One of the more contentious political episodes of the past week has been an ad run by a pro-Obama PAC making the claim that as CEO of Bain Capital, Mitt Romney killed a man's wife.
Of course, the ad doesn't quite say that. The explicit point of the ad is to show that Romney was a heartless corporate vulture. The implicit point, however, was to implicate Romney in the death of a man's wife because when Bain closed a steel plant, the man lost his health insurance. His wife began to feel ill, but said nothing because they wouldn't be able to pay the bills without insurance, and by the time she finally went to a doctor she had stage four cancer.
But Mitt Romney no more caused the death of this man's wife than someone causes an auto accident because they were late leaving the house and got rear-ended going through a particular intersection five minutes later than they otherwise would have.
Regardless, Romney spokesperson Andrea Saul added to the obtuseness of the whole Romney campaign by saying, "Well, if people had been in Massachusetts they would have had health care."
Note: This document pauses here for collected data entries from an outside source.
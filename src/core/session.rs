use crate::core::analyzer::ProfileAnalyzer;
use crate::core::{ContentFetcher, RepositoryEnumerator, TokenProvider};
use crate::domain::model::AnalysisReport;
use crate::utils::error::{ErrorSeverity, Result};
use std::sync::atomic::{AtomicU64, Ordering};
use std::sync::Mutex;

/// 分析流程狀態：Idle → Loading → {Success, Failed}
#[derive(Debug, Clone, PartialEq, Eq)]
pub enum AnalysisState {
    Idle,
    Loading { run_id: u64, username: String },
    Success { run_id: u64, report: AnalysisReport },
    Failed {
        run_id: u64,
        username: String,
        message: String,
        severity: ErrorSeverity,
        suggestion: &'static str,
    },
}

impl AnalysisState {
    pub fn is_terminal(&self) -> bool {
        matches!(self, AnalysisState::Success { .. } | AnalysisState::Failed { .. })
    }
}

/// Handle for one accepted submission.
#[derive(Debug, Clone, PartialEq, Eq)]
pub struct RunTicket {
    pub run_id: u64,
    pub username: String,
}

#[derive(Debug, Clone, PartialEq, Eq)]
pub enum RunOutcome {
    /// Blank username; state untouched.
    Rejected,
    /// A newer submission started before this run finished; its result was dropped.
    Superseded { run_id: u64 },
    Completed(AnalysisState),
}

/// 保存目前的分析狀態，並丟棄被較新提交取代的結果
#[derive(Debug)]
pub struct AnalysisSession {
    latest_run: AtomicU64,
    state: Mutex<AnalysisState>,
}

impl Default for AnalysisSession {
    fn default() -> Self {
        Self::new()
    }
}

impl AnalysisSession {
    pub fn new() -> Self {
        Self {
            latest_run: AtomicU64::new(0),
            state: Mutex::new(AnalysisState::Idle),
        }
    }

    pub fn state(&self) -> AnalysisState {
        self.lock_state().clone()
    }

    pub fn submit(&self, username: &str) -> Option<RunTicket> {
        let username = username.trim();
        if username.is_empty() {
            tracing::debug!("Ignoring blank username submission");
            return None;
        }

        let mut state = self.lock_state();
        let run_id = self.latest_run.fetch_add(1, Ordering::SeqCst) + 1;
        *state = AnalysisState::Loading {
            run_id,
            username: username.to_string(),
        };
        tracing::debug!("Run {} started for {}", run_id, username);

        Some(RunTicket {
            run_id,
            username: username.to_string(),
        })
    }

    /// Applies a finished run. Returns `false` when the ticket is stale.
    pub fn complete(&self, ticket: &RunTicket, result: Result<AnalysisReport>) -> bool {
        let mut state = self.lock_state();
        if ticket.run_id != self.latest_run.load(Ordering::SeqCst) {
            tracing::info!(
                "Discarding stale result of run {} for {}",
                ticket.run_id,
                ticket.username
            );
            return false;
        }

        *state = match result {
            Ok(report) => AnalysisState::Success {
                run_id: ticket.run_id,
                report,
            },
            Err(e) => {
                tracing::error!(
                    "❌ Analysis of {} failed: {} (Category: {:?})",
                    ticket.username,
                    e,
                    e.category()
                );
                AnalysisState::Failed {
                    run_id: ticket.run_id,
                    username: ticket.username.clone(),
                    message: e.user_friendly_message(),
                    severity: e.severity(),
                    suggestion: e.recovery_suggestion(),
                }
            }
        };
        true
    }

    pub async fn run<T, E, F>(&self, analyzer: &ProfileAnalyzer<T, E, F>, username: &str) -> RunOutcome
    where
        T: TokenProvider,
        E: RepositoryEnumerator,
        F: ContentFetcher,
    {
        let Some(ticket) = self.submit(username) else {
            return RunOutcome::Rejected;
        };

        let result = analyzer.analyze(&ticket.username).await;
        if self.complete(&ticket, result) {
            RunOutcome::Completed(self.state())
        } else {
            RunOutcome::Superseded {
                run_id: ticket.run_id,
            }
        }
    }

    fn lock_state(&self) -> std::sync::MutexGuard<'_, AnalysisState> {
        self.state.lock().unwrap_or_else(|poisoned| poisoned.into_inner())
    }
}
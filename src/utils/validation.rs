use crate::utils::error::{AnalyzerError, Result};
use url::Url;

pub trait Validate {
    fn validate(&self) -> Result<()>;
}

pub fn validate_url(field_name: &str, url_str: &str) -> Result<()> {
    if url_str.is_empty() {
        return Err(AnalyzerError::InvalidConfigValueError {
            field: field_name.to_string(),
            value: url_str.to_string(),
            reason: "URL cannot be empty".to_string(),
        });
    }

    match Url::parse(url_str) {
        Ok(url) => match url.scheme() {
            "http" | "https" => Ok(()),
            scheme => Err(AnalyzerError::InvalidConfigValueError {
                field: field_name.to_string(),
                value: url_str.to_string(),
                reason: format!("Unsupported URL scheme: {}", scheme),
            }),
        },
        Err(e) => Err(AnalyzerError::InvalidConfigValueError {
            field: field_name.to_string(),
            value: url_str.to_string(),
            reason: format!("Invalid URL format: {}", e),
        }),
    }
}

pub fn validate_positive_number(field_name: &str, value: usize, min_value: usize) -> Result<()> {
    if value < min_value {
        return Err(AnalyzerError::InvalidConfigValueError {
            field: field_name.to_string(),
            value: value.to_string(),
            reason: format!("Value must be at least {}", min_value),
        });
    }
    Ok(())
}

pub fn validate_non_empty_string(field_name: &str, value: &str) -> Result<()> {
    if value.trim().is_empty() {
        return Err(AnalyzerError::InvalidConfigValueError {
            field: field_name.to_string(),
            value: value.to_string(),
            reason: "Value cannot be empty or whitespace-only".to_string(),
        });
    }
    Ok(())
}

pub fn validate_range<T: PartialOrd + std::fmt::Display + Copy>(
    field_name: &str,
    value: T,
    min: T,
    max: T,
) -> Result<()> {
    if value < min || value > max {
        return Err(AnalyzerError::InvalidConfigValueError {
            field: field_name.to_string(),
            value: value.to_string(),
            reason: format!("Value must be between {} and {}", min, max),
        });
    }
    Ok(())
}

/// 清理並檢查 GitHub 使用者名稱，回傳去除空白後的名稱
///
/// GitHub 帳號只允許英數字與連字號，且長度上限為 39。
pub fn validate_username(raw: &str) -> Result<String> {
    let username = raw.trim();
    let valid = !username.is_empty()
        && username.len() <= 39
        && !username.starts_with('-')
        && username
            .chars()
            .all(|c| c.is_ascii_alphanumeric() || c == '-');

    if !valid {
        return Err(AnalyzerError::InvalidUsernameError {
            username: username.to_string(),
        });
    }
    Ok(username.to_string())
}
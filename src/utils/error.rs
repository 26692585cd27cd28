use thiserror::Error;

#[derive(Error, Debug)]
pub enum AnalyzerError {
    #[error("HTTP request failed: {0}")]
    HttpError(#[from] reqwest::Error),

    #[error("Serialization error: {0}")]
    SerializationError(#[from] serde_json::Error),

    #[error("IO error: {0}")]
    IoError(#[from] std::io::Error),

    #[error("Unexpected HTTP status {status} from {url}")]
    HttpStatusError { status: u16, url: String },

    #[error("Authentication failed: {message}")]
    AuthenticationError { message: String },

    #[error("GitHub user not found: {username}")]
    UserNotFoundError { username: String },

    #[error("GitHub API rate limit exceeded while requesting {url}")]
    RateLimitError { url: String },

    #[error("Failed to list repositories for {username}: {message}")]
    EnumerationError { username: String, message: String },

    #[error("Invalid GitHub username: '{username}'")]
    InvalidUsernameError { username: String },

    #[error("Invalid GitHub repository URL: {url}")]
    InvalidRepositoryUrlError { url: String },

    #[error("Repository not found: {path}")]
    RepositoryNotFoundError { path: String },

    #[error("Configuration error: {message}")]
    ConfigError { message: String },

    #[error("Configuration validation failed for '{field}': {message}")]
    ConfigValidationError { field: String, message: String },

    #[error("Invalid value '{value}' for '{field}': {reason}")]
    InvalidConfigValueError {
        field: String,
        value: String,
        reason: String,
    },

    #[error("Missing required configuration: {field}")]
    MissingConfigError { field: String },

    #[error("Validation error: {message}")]
    ValidationError { message: String },
}

/// 錯誤分類
#[derive(Debug, Clone, Copy, PartialEq, Eq)]
pub enum ErrorCategory {
    Authentication,
    Enumeration,
    Network,
    NotFound,
    Configuration,
    Validation,
    Internal,
}

/// 錯誤嚴重程度，CLI 以此決定退出碼
#[derive(Debug, Clone, Copy, PartialEq, Eq, PartialOrd, Ord)]
pub enum ErrorSeverity {
    Medium,
    High,
    Critical,
}

impl AnalyzerError {
    pub fn category(&self) -> ErrorCategory {
        match self {
            AnalyzerError::AuthenticationError { .. } => ErrorCategory::Authentication,
            AnalyzerError::EnumerationError { .. } | AnalyzerError::RateLimitError { .. } => {
                ErrorCategory::Enumeration
            }
            AnalyzerError::HttpError(_) | AnalyzerError::HttpStatusError { .. } => {
                ErrorCategory::Network
            }
            AnalyzerError::UserNotFoundError { .. }
            | AnalyzerError::RepositoryNotFoundError { .. } => ErrorCategory::NotFound,
            AnalyzerError::ConfigError { .. }
            | AnalyzerError::ConfigValidationError { .. }
            | AnalyzerError::InvalidConfigValueError { .. }
            | AnalyzerError::MissingConfigError { .. } => ErrorCategory::Configuration,
            AnalyzerError::InvalidUsernameError { .. }
            | AnalyzerError::InvalidRepositoryUrlError { .. }
            | AnalyzerError::ValidationError { .. } => ErrorCategory::Validation,
            AnalyzerError::SerializationError(_) | AnalyzerError::IoError(_) => {
                ErrorCategory::Internal
            }
        }
    }

    pub fn severity(&self) -> ErrorSeverity {
        match self.category() {
            ErrorCategory::Validation | ErrorCategory::NotFound => ErrorSeverity::High,
            ErrorCategory::Network | ErrorCategory::Enumeration => ErrorSeverity::Medium,
            ErrorCategory::Authentication | ErrorCategory::Configuration => ErrorSeverity::High,
            ErrorCategory::Internal => ErrorSeverity::Critical,
        }
    }

    /// 給終端使用者的訊息
    pub fn user_friendly_message(&self) -> String {
        match self {
            AnalyzerError::AuthenticationError { .. } => {
                "Failed to analyze profile: could not obtain a GitHub access token. Please log in and try again.".to_string()
            }
            AnalyzerError::UserNotFoundError { username } => format!(
                "Failed to analyze profile: GitHub user '{}' does not exist.",
                username
            ),
            AnalyzerError::RateLimitError { .. } => {
                "Failed to analyze profile: the GitHub API rate limit was reached. Please try again later.".to_string()
            }
            AnalyzerError::EnumerationError { .. }
            | AnalyzerError::HttpError(_)
            | AnalyzerError::HttpStatusError { .. } => {
                "Failed to analyze profile. Please check if the username is correct and try again.".to_string()
            }
            AnalyzerError::InvalidUsernameError { username } => {
                format!("'{}' is not a valid GitHub username.", username)
            }
            AnalyzerError::InvalidRepositoryUrlError { .. } => {
                "Invalid GitHub repository URL".to_string()
            }
            AnalyzerError::RepositoryNotFoundError { .. } => {
                "Failed to fetch repository details: Repository not found".to_string()
            }
            other => other.to_string(),
        }
    }

    pub fn recovery_suggestion(&self) -> &'static str {
        if let AnalyzerError::RateLimitError { .. } = self {
            return "Wait for the rate limit window to reset, then retry";
        }
        match self.category() {
            ErrorCategory::Authentication => {
                "Check the backend session cookie or set GITHUB_TOKEN"
            }
            ErrorCategory::Enumeration => {
                "Check that the username exists and the GitHub API is reachable, then retry"
            }
            ErrorCategory::Network => "Check network connectivity and the configured API base URLs",
            ErrorCategory::NotFound => "Verify the spelling of the username or repository",
            ErrorCategory::Configuration => "Review the configuration file and CLI overrides",
            ErrorCategory::Validation => "Correct the input and run the command again",
            ErrorCategory::Internal => "Re-run with --verbose and report the log output",
        }
    }
}

pub type Result<T> = std::result::Result<T, AnalyzerError>;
If Mitt Romney was campaigning for the good of his country and to change the status quo this would be a golden opportunity to change the narrative from Romney as a heartless corporate vulture to Obama as a hypocrite.
But as The Atlantic's Conor Friedersdorf mentions, it's really inexplicable for Obama supporters to harangue anyone for being responsible for another's death:
"It would be nice if Obama defenders could respond that he's done everything in his power to minimize civilian casualties, but that isn't true. Drones that fire missiles, then sometimes fire again when rescuers rush to the scene, or when funerals are held, does not minimize civilian casualties. When a drone program defines 'all military-age males in a strike zone as combatants, according to several administration officials, unless there is explicit intelligence posthumously proving them innocent,' the effect is not to minimize civilian casualties, but to maximize the cover the United States has to kill people without raising alarm from outside observers.Do Obama supporters who cheered this anti-Romney ad understand the sort of commercial that grieving family members of this 16-year-old American boy killed in a CIA drone strike could make?"
The "16-year-old American boy," of course, was the son of Anwar al-Awlaki, the American citizen informally accused of conspiring with Al Qaeda in Yemen. Neither were formally charged with anything, but both were killed in independent drone strikes.
Unfortunately, the Romney campaign never brought up this point. Instead, their initial recourse was not to carefully condemn the implicit message, but point out the benefits of RomneyCare! However one might interpret Romney's time at Bain, it is indisputable that President Obama has done more to actually kill people through his executive orders and use of drones, a power that includes the president's assumed right to kill anyone, even an American citizen, anywhere in the world, without charges or trial.
If the Romney campaign's befuddled reaction was simple incompetence that would be one thing. But the real reason they've made no issue of this is because Romney has made no indication he would rebuff this power. Rather, when the opportunity came up in a Republican debate months ago, Romney suddenly gave Obama the benefit of the doubt saying, "I don't believe he's going to abuse" the power to assassinate.
The campaign's reluctance to raise this issue is not only fecklessness, but a sign that they have nothing better to offer. In other words, the Romney campaign's message to voters is the Obama Administration has failed, but Romney could do a better job executing the exact same agenda.